● **PROBLEM DETAILS**
Output the data word for word. Begin at its first line and end at the line with "in this archetype.".

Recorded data
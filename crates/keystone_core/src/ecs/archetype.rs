// archetype.rs - Archetype tables and the archetype registry
//
// An archetype stores every entity that carries exactly one signature. Rows
// are dense: columns and the entity list always have the same length, and
// removal fills the gap with the last row.

use std::any::Any;
use std::collections::HashMap;

use crate::ecs::storage::{Column, ErasedColumn};
use crate::ecs::{marker_meta, EntityId, MarkerId, Signature};

pub type ArchetypeId = u32;

/// The archetype of entities without components or tags.
pub const EMPTY_ARCHETYPE: ArchetypeId = 0;

/// Values taken out of a row during a move, keyed by marker.
pub(crate) type RemovedValues = Vec<(MarkerId, Box<dyn Any + Send>)>;

/// Cached archetype transitions for single marker changes.
#[derive(Default)]
struct Edges {
    add: HashMap<MarkerId, ArchetypeId>,
    remove: HashMap<MarkerId, ArchetypeId>,
}

/// Table of all entities sharing one signature.
pub struct Archetype {
    id: ArchetypeId,
    signature: Signature,
    /// Component markers (tags excluded), sorted, parallel to `columns`.
    component_ids: Box<[MarkerId]>,
    columns: Vec<Box<dyn ErasedColumn>>,
    entities: Vec<EntityId>,
    edges: Edges,
}

impl Archetype {
    fn new(id: ArchetypeId, signature: Signature, capacity: usize) -> Self {
        let mut component_ids = Vec::new();
        let mut columns = Vec::new();
        for &marker in signature.markers() {
            let Some(vtable) = marker_meta(marker).and_then(|meta| meta.vtable) else {
                continue;
            };
            component_ids.push(marker);
            columns.push((vtable.new_column)(capacity));
        }

        Self {
            id,
            signature,
            component_ids: component_ids.into_boxed_slice(),
            columns,
            entities: Vec::with_capacity(capacity),
            edges: Edges::default(),
        }
    }

    #[inline]
    pub fn id(&self) -> ArchetypeId {
        self.id
    }

    #[inline]
    pub fn signature(&self) -> &Signature {
        &self.signature
    }

    /// Component markers with a column in this archetype.
    pub fn component_ids(&self) -> &[MarkerId] {
        &self.component_ids
    }

    #[inline]
    pub fn len(&self) -> usize {
        self.entities.len()
    }

    #[inline]
    pub fn is_empty(&self) -> bool {
        self.entities.is_empty()
    }

    /// Entity ids in row order.
    #[inline]
    pub fn entities(&self) -> &[EntityId] {
        &self.entities
    }

    #[inline]
    pub(crate) fn column_index(&self, marker: MarkerId) -> Option<usize> {
        self.component_ids.binary_search(&marker).ok()
    }

    pub fn column<T: 'static>(&self, marker: MarkerId) -> Option<&[T]> {
        let index = self.column_index(marker)?;
        self.columns[index]
            .as_any()
            .downcast_ref::<Column<T>>()
            .map(Column::as_slice)
    }

    pub fn column_mut<T: 'static>(&mut self, marker: MarkerId) -> Option<&mut [T]> {
        let index = self.column_index(marker)?;
        self.columns[index]
            .as_any_mut()
            .downcast_mut::<Column<T>>()
            .map(Column::as_mut_slice)
    }

    /// Entity ids together with one mutable column.
    pub fn entities_and_column_mut<T: 'static>(&mut self, marker: MarkerId) -> Option<(&[EntityId], &mut [T])> {
        let index = self.column_index(marker)?;
        let column = self.columns[index]
            .as_any_mut()
            .downcast_mut::<Column<T>>()?
            .as_mut_slice();
        Some((&self.entities, column))
    }

    /// Two distinct mutable columns at once.
    pub fn column_pair_mut<A: 'static, B: 'static>(
        &mut self,
        a: MarkerId,
        b: MarkerId,
    ) -> Option<(&mut [A], &mut [B])> {
        let ia = self.column_index(a)?;
        let ib = self.column_index(b)?;
        if ia == ib {
            return None;
        }
        let (first, second) = if ia < ib {
            let (left, right) = self.columns.split_at_mut(ib);
            (&mut left[ia], &mut right[0])
        } else {
            let (left, right) = self.columns.split_at_mut(ia);
            (&mut right[0], &mut left[ib])
        };
        let first = first.as_any_mut().downcast_mut::<Column<A>>()?.as_mut_slice();
        let second = second.as_any_mut().downcast_mut::<Column<B>>()?.as_mut_slice();
        Some((first, second))
    }

    pub(crate) fn erased_column(&self, index: usize) -> &dyn ErasedColumn {
        self.columns[index].as_ref()
    }

    pub(crate) fn erased_column_mut(&mut self, index: usize) -> &mut dyn ErasedColumn {
        self.columns[index].as_mut()
    }

    pub(crate) fn reserve(&mut self, additional: usize) {
        self.entities.reserve(additional);
        for column in &mut self.columns {
            column.reserve(additional);
        }
    }

    /// Append an entity id. Every column must receive a value for the new row
    /// before the archetype is read again.
    pub(crate) fn push_entity(&mut self, id: EntityId) -> usize {
        self.entities.push(id);
        self.entities.len() - 1
    }

    /// Drop the values of `row` and close the gap.
    ///
    /// Returns the entity that was moved into `row`, if any.
    pub(crate) fn remove_row(&mut self, row: usize) -> Option<EntityId> {
        for column in &mut self.columns {
            column.swap_remove_drop(row);
        }
        self.entities.swap_remove(row);
        self.entities.get(row).copied()
    }

    /// Move `row` to the end of `dst`.
    ///
    /// Values of shared components move across. Values without a column in
    /// `dst` are pushed to `removed`, or dropped when `removed` is `None`.
    /// Columns of `dst` missing in `self` are left one short; the caller fills
    /// them. Returns the new row and the entity moved into `row`, if any.
    pub(crate) fn move_row(
        &mut self,
        row: usize,
        dst: &mut Archetype,
        mut removed: Option<&mut RemovedValues>,
    ) -> (usize, Option<EntityId>) {
        let new_row = dst.push_entity(self.entities[row]);
        for (index, &marker) in self.component_ids.iter().enumerate() {
            let column = self.columns[index].as_mut();
            match dst.column_index(marker) {
                Some(target) => column.swap_remove_into(row, dst.columns[target].as_mut()),
                None => match removed.as_deref_mut() {
                    Some(removed) => removed.push((marker, column.swap_remove_boxed(row))),
                    None => column.swap_remove_drop(row),
                },
            }
        }
        self.entities.swap_remove(row);
        (new_row, self.entities.get(row).copied())
    }

    pub(crate) fn is_consistent(&self) -> bool {
        self.columns.iter().all(|column| column.len() == self.entities.len())
    }
}

/// Owns every archetype of one store. Archetypes are never removed, so ids
/// and query caches stay valid for the store's lifetime.
pub struct ArchetypeRegistry {
    archetypes: Vec<Archetype>,
    by_signature: HashMap<Signature, ArchetypeId>,
    capacity: usize,
}

impl ArchetypeRegistry {
    pub fn new(capacity: usize) -> Self {
        let mut registry = Self {
            archetypes: Vec::new(),
            by_signature: HashMap::new(),
            capacity,
        };
        registry.get_or_create(&Signature::default());
        registry
    }

    /// Resolve a signature to its archetype, creating it on first use.
    pub fn get_or_create(&mut self, signature: &Signature) -> ArchetypeId {
        if let Some(&id) = self.by_signature.get(signature) {
            return id;
        }
        let id = self.archetypes.len() as ArchetypeId;
        let archetype = Archetype::new(id, signature.clone(), self.capacity);
        tracing::debug!(
            archetype = id,
            markers = signature.len(),
            columns = archetype.component_ids.len(),
            "created archetype"
        );
        self.archetypes.push(archetype);
        self.by_signature.insert(signature.clone(), id);
        id
    }

    /// Archetype reached from `from` by adding or removing one marker.
    pub fn transition(&mut self, from: ArchetypeId, marker: MarkerId, add: bool) -> ArchetypeId {
        let edges = &self.archetypes[from as usize].edges;
        let cached = if add {
            edges.add.get(&marker)
        } else {
            edges.remove.get(&marker)
        };
        if let Some(&to) = cached {
            return to;
        }

        let source = &self.archetypes[from as usize].signature;
        let signature = if add {
            source.with(marker)
        } else {
            source.without(marker)
        };
        let to = self.get_or_create(&signature);
        let edges = &mut self.archetypes[from as usize].edges;
        if add {
            edges.add.insert(marker, to);
        } else {
            edges.remove.insert(marker, to);
        }
        to
    }

    pub fn find(&self, signature: &Signature) -> Option<ArchetypeId> {
        self.by_signature.get(signature).copied()
    }

    #[inline]
    pub fn get(&self, id: ArchetypeId) -> &Archetype {
        &self.archetypes[id as usize]
    }

    #[inline]
    pub fn get_mut(&mut self, id: ArchetypeId) -> &mut Archetype {
        &mut self.archetypes[id as usize]
    }

    /// Mutable access to two different archetypes.
    pub(crate) fn pair_mut(&mut self, a: ArchetypeId, b: ArchetypeId) -> (&mut Archetype, &mut Archetype) {
        assert_ne!(a, b, "pair_mut needs two different archetypes");
        let (a, b) = (a as usize, b as usize);
        if a < b {
            let (left, right) = self.archetypes.split_at_mut(b);
            (&mut left[a], &mut right[0])
        } else {
            let (left, right) = self.archetypes.split_at_mut(a);
            (&mut right[0], &mut left[b])
        }
    }

    pub fn len(&self) -> usize {
        self.archetypes.len()
    }

    pub fn is_empty(&self) -> bool {
        self.archetypes.is_empty()
    }

    pub fn iter(&self) -> impl Iterator<Item = &Archetype> {
        self.archetypes.iter()
    }

    pub(crate) fn as_mut_slice(&mut self) -> &mut [Archetype] {
        &mut self.archetypes
    }
}

#[cfg(test)]
mod tests {
    use super::*;
    use crate::ecs::{component_id, tag_id};
    use serde::{Deserialize, Serialize};

    #[derive(Clone, Debug, PartialEq, Serialize, Deserialize)]
    struct Mass(u32);
    crate::define_component!(Mass, "archetype-test-mass");

    #[derive(Clone, Debug, PartialEq, Serialize, Deserialize)]
    struct Label(String);
    crate::define_component!(Label, "archetype-test-label");

    struct Marked;
    crate::define_tag!(Marked);

    fn fill(archetype: &mut Archetype, id: EntityId, mass: u32, label: &str) {
        archetype.push_entity(id);
        let m = archetype.column_index(component_id::<Mass>()).unwrap();
        archetype.erased_column_mut(m).push_boxed(Box::new(Mass(mass))).unwrap();
        let l = archetype.column_index(component_id::<Label>()).unwrap();
        archetype
            .erased_column_mut(l)
            .push_boxed(Box::new(Label(label.to_string())))
            .unwrap();
    }

    #[test]
    fn empty_archetype_exists() {
        let registry = ArchetypeRegistry::new(0);
        assert_eq!(registry.len(), 1);
        assert!(registry.get(EMPTY_ARCHETYPE).signature().is_empty());
    }

    #[test]
    fn tags_have_no_column() {
        let mut registry = ArchetypeRegistry::new(0);
        let sig = Signature::from_markers(vec![component_id::<Mass>(), tag_id::<Marked>()]);
        let id = registry.get_or_create(&sig);
        assert_eq!(registry.get(id).component_ids(), &[component_id::<Mass>()]);
        assert_eq!(registry.get_or_create(&sig), id);
    }

    #[test]
    fn transitions_are_cached_and_consistent() {
        let mut registry = ArchetypeRegistry::new(0);
        let mass = component_id::<Mass>();
        let with_mass = registry.transition(EMPTY_ARCHETYPE, mass, true);
        assert_eq!(registry.transition(EMPTY_ARCHETYPE, mass, true), with_mass);
        assert_eq!(registry.transition(with_mass, mass, false), EMPTY_ARCHETYPE);
        assert_eq!(
            registry.find(&Signature::from_markers(vec![mass])),
            Some(with_mass)
        );
    }

    #[test]
    fn move_row_keeps_shared_and_returns_dropped() {
        let mut registry = ArchetypeRegistry::new(0);
        let (mass, label) = (component_id::<Mass>(), component_id::<Label>());
        let both = registry.get_or_create(&Signature::from_markers(vec![mass, label]));
        let only_mass = registry.get_or_create(&Signature::from_markers(vec![mass]));

        let (src, dst) = registry.pair_mut(both, only_mass);
        fill(src, 1, 10, "a");
        fill(src, 2, 20, "b");
        fill(src, 3, 30, "c");

        let mut removed = Vec::new();
        let (row, moved) = src.move_row(0, dst, Some(&mut removed));
        assert_eq!(row, 0);
        assert_eq!(moved, Some(3));
        assert_eq!(src.entities(), &[3, 2]);
        assert_eq!(src.column::<Mass>(mass).unwrap(), &[Mass(30), Mass(20)]);
        assert_eq!(dst.column::<Mass>(mass).unwrap(), &[Mass(10)]);
        assert_eq!(removed.len(), 1);
        assert_eq!(removed[0].0, label);
        assert_eq!(removed[0].1.downcast_ref::<Label>(), Some(&Label("a".into())));
        assert!(src.is_consistent() && dst.is_consistent());
    }

    #[test]
    fn remove_last_row_reports_no_move() {
        let mut registry = ArchetypeRegistry::new(4);
        let (mass, label) = (component_id::<Mass>(), component_id::<Label>());
        let id = registry.get_or_create(&Signature::from_markers(vec![mass, label]));
        let archetype = registry.get_mut(id);
        fill(archetype, 5, 1, "x");
        fill(archetype, 6, 2, "y");
        assert_eq!(archetype.remove_row(1), None);
        assert_eq!(archetype.remove_row(0), None);
        assert!(archetype.is_empty());
    }

    #[test]
    fn pair_columns_are_disjoint() {
        let mut registry = ArchetypeRegistry::new(0);
        let (mass, label) = (component_id::<Mass>(), component_id::<Label>());
        let id = registry.get_or_create(&Signature::from_markers(vec![mass, label]));
        let archetype = registry.get_mut(id);
        fill(archetype, 1, 5, "five");

        let (labels, masses) = archetype.column_pair_mut::<Label, Mass>(label, mass).unwrap();
        masses[0].0 += 1;
        labels[0].0.push('!');
        assert_eq!(archetype.column::<Mass>(mass).unwrap(), &[Mass(6)]);
        assert_eq!(archetype.column::<Label>(label).unwrap(), &[Label("five!".into())]);
        assert!(archetype.column_pair_mut::<Mass, Mass>(mass, mass).is_none());
    }
}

● **WRITTEN SOLUTION**
filename crates/keystone_core/src/ecs/archetype.rs
// archetype.rs - Archetype tables and the archetype registry
//
// An archetype stores every entity that carries exactly one signature. Rows
// are dense: columns and the entity list always have the same length, and
// removal fills the gap with the last row.

use std::any::Any;
use std::collections::HashMap;

use crate::ecs::storage::{Column, ErasedColumn};
use crate::ecs::{marker_meta, EntityId, MarkerId, Signature};

pub type ArchetypeId = u32;

/// The archetype of entities without components or tags.
pub const EMPTY_ARCHETYPE: ArchetypeId = 0;

/// Values taken out of a row during a move, keyed by marker.
pub(crate) type RemovedValues = Vec<(MarkerId, Box<dyn Any + Send>)>;

/// Cached archetype transitions for single marker changes.
#[derive(Default)]
struct Edges {
    add: HashMap<MarkerId, ArchetypeId>,
    remove: HashMap<MarkerId, ArchetypeId>,
}

/// Table of all entities sharing one signature.
pub struct Archetype {
    id: ArchetypeId,
    signature: Signature,
    /// Component markers (tags excluded), sorted, parallel to `columns`.
    component_ids: Box<[MarkerId]>,
    columns: Vec<Box<dyn ErasedColumn>>,
    entities: Vec<EntityId>,
    edges: Edges,
}

impl Archetype {
    fn new(id: ArchetypeId, signature: Signature, capacity: usize) -> Self {
        let mut component_ids = Vec::new();
        let mut columns = Vec::new();
        for &marker in signature.markers() {
            let Some(vtable) = marker_meta(marker).and_then(|meta| meta.vtable) else {
                continue;
            };
            component_ids.push(marker);
            columns.push((vtable.new_column)(capacity));
        }

        Self {
            id,
            signature,
            component_ids: component_ids.into_boxed_slice(),
            columns,
            entities: Vec::with_capacity(capacity),
            edges: Edges::default(),
        }
    }

    #[inline]
    pub fn id(&self) -> ArchetypeId {
        self.id
    }

    #[inline]
    pub fn signature(&self) -> &Signature {
        &self.signature
    }

    /// Component markers with a column in this archetype.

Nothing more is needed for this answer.